Prüfungsmaßstab für das Revisionsgericht ist die Frage, ob die Tatsachen oder Beweismittel für das eröffnende Gericht im Sinne des § 211 StPO neu und erheblich gewesen sind. Als neu sind sie zu bewerten, wenn sie dem Gericht, das die Eröffnung zuvor abgelehnt hatte, aus den Akten nicht ersichtlich waren6. Sie sind dann erheblich, wenn sie vom Standpunkt des eröffnenden Gerichts aus geeignet gewesen sind, allein oder im Zusammenwirken mit den übrigen, dem Erstgericht schon bekannt gewesenen Tatsachen und Beweismitteln die Frage nach dem Vorliegen eines hinreichenden Tatverdachts im Sinne des § 203 StPO nunmehr anders zu beurteilen als bisher7.

Bei dieser Prüfung hat ein mögliches Beweisverwertungsverbot nicht schon deswegen außer Betracht zu bleiben, weil – so Formulierungen in einigen Entscheidungen des Bundesgerichtshofs8 – bereits dessen Entstehung von einem hierauf bezogenen rechtzeitigen Widerspruch des Angeklagten in der Hauptverhandlung abhängig wäre. Strenggenommen bedeutete dies, dass das Verwertungsverbot zum Zeitpunkt der Eröffnungsentscheidung noch gar nicht bestanden haben könnte9. Eine solche Schlussfolgerung ist indes ersichtlich noch nicht gezogen worden.
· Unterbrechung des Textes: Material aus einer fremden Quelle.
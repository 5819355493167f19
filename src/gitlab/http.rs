//! HTTP utilities for GitLab REST API calls

use super::auth::Credential;
use crate::error::Result;
use reqwest::{Client, RequestBuilder};
use std::time::Duration;

/// Maximum length of response body to log (to avoid logging sensitive data)
const MAX_LOG_BODY_LENGTH: usize = 200;

/// Sanitize response body for logging
/// Truncates long responses and strips non-printable characters
fn sanitize_for_log(body: &str) -> String {
    let truncated = if body.len() > MAX_LOG_BODY_LENGTH {
        let mut end = MAX_LOG_BODY_LENGTH;
        while !body.is_char_boundary(end) {
            end -= 1;
        }
        format!("{}... [truncated, {} bytes total]", &body[..end], body.len())
    } else {
        body.to_string()
    };

    truncated.replace(|c: char| !c.is_ascii_graphic() && c != ' ', "")
}

/// Status and body of a completed request
///
/// Status codes are interpreted by the caller: each variable operation expects
/// a different one.
#[derive(Debug, Clone, PartialEq, Eq)]
pub struct RawResponse {
    pub status: u16,
    pub body: String,
}

/// HTTP client wrapper for GitLab API calls
#[derive(Clone)]
pub struct GitlabHttpClient {
    client: Client,
}

impl GitlabHttpClient {
    /// Create a new HTTP client
    ///
    /// Without a timeout the transport defaults apply.
    pub fn new(timeout: Option<Duration>) -> Result<Self> {
        let mut builder =
            Client::builder().user_agent(concat!("gitlab-vars/", env!("CARGO_PKG_VERSION")));
        if let Some(timeout) = timeout {
            builder = builder.timeout(timeout);
        }

        Ok(Self {
            client: builder.build()?,
        })
    }

    /// Make a GET request
    pub async fn get(&self, url: &str, credential: &Credential) -> Result<RawResponse> {
        tracing::debug!("GET {}", url);
        self.send(self.client.get(url), credential).await
    }

    /// Make a form-encoded POST request
    pub async fn post_form(
        &self,
        url: &str,
        credential: &Credential,
        form: &[(&str, &str)],
    ) -> Result<RawResponse> {
        tracing::debug!("POST {}", url);
        self.send(self.client.post(url).form(form), credential).await
    }

    /// Make a form-encoded PUT request
    pub async fn put_form(
        &self,
        url: &str,
        credential: &Credential,
        form: &[(&str, &str)],
    ) -> Result<RawResponse> {
        tracing::debug!("PUT {}", url);
        self.send(self.client.put(url).form(form), credential).await
    }

    async fn send(&self, request: RequestBuilder, credential: &Credential) -> Result<RawResponse> {
        let response = request
            .header(credential.header_name(), credential.secret())
            .send()
            .await?;

        let status = response.status();
        let body = response.text().await?;

        if status.is_success() {
            tracing::debug!("Response: {}", status);
        } else {
            // Security: Only log sanitized/truncated error body to avoid leaking sensitive data
            tracing::debug!("API error: {} - {}", status, sanitize_for_log(&body));
        }

        Ok(RawResponse {
            status: status.as_u16(),
            body,
        })
    }
}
Vielmehr wird allgemein davon ausgegangen, dass bei der Prüfung des hinreichenden Tatverdachts im Rahmen der Eröffnungsentscheidung mögliche Beweisverwertungsverbote zu berücksichtigen sind, weil für die Verurteilungswahrscheinlichkeit nicht nur der materielle Verdachtsgrad, sondern auch die tatsächliche Beweisbarkeitsprognose gegeben sein muss10. Es kann nicht zweifelhaft sein, dass Verwertungsverbote bereits durch den jeweiligen Gesetzesverstoß, nicht erst durch ein Untätigbleiben in der Hauptverhandlung begründet werden und bei der Eröffnungsentscheidung unabhängig von einer Beanstandung durch den Angeschuldigten von Amts wegen zu beachten sind11.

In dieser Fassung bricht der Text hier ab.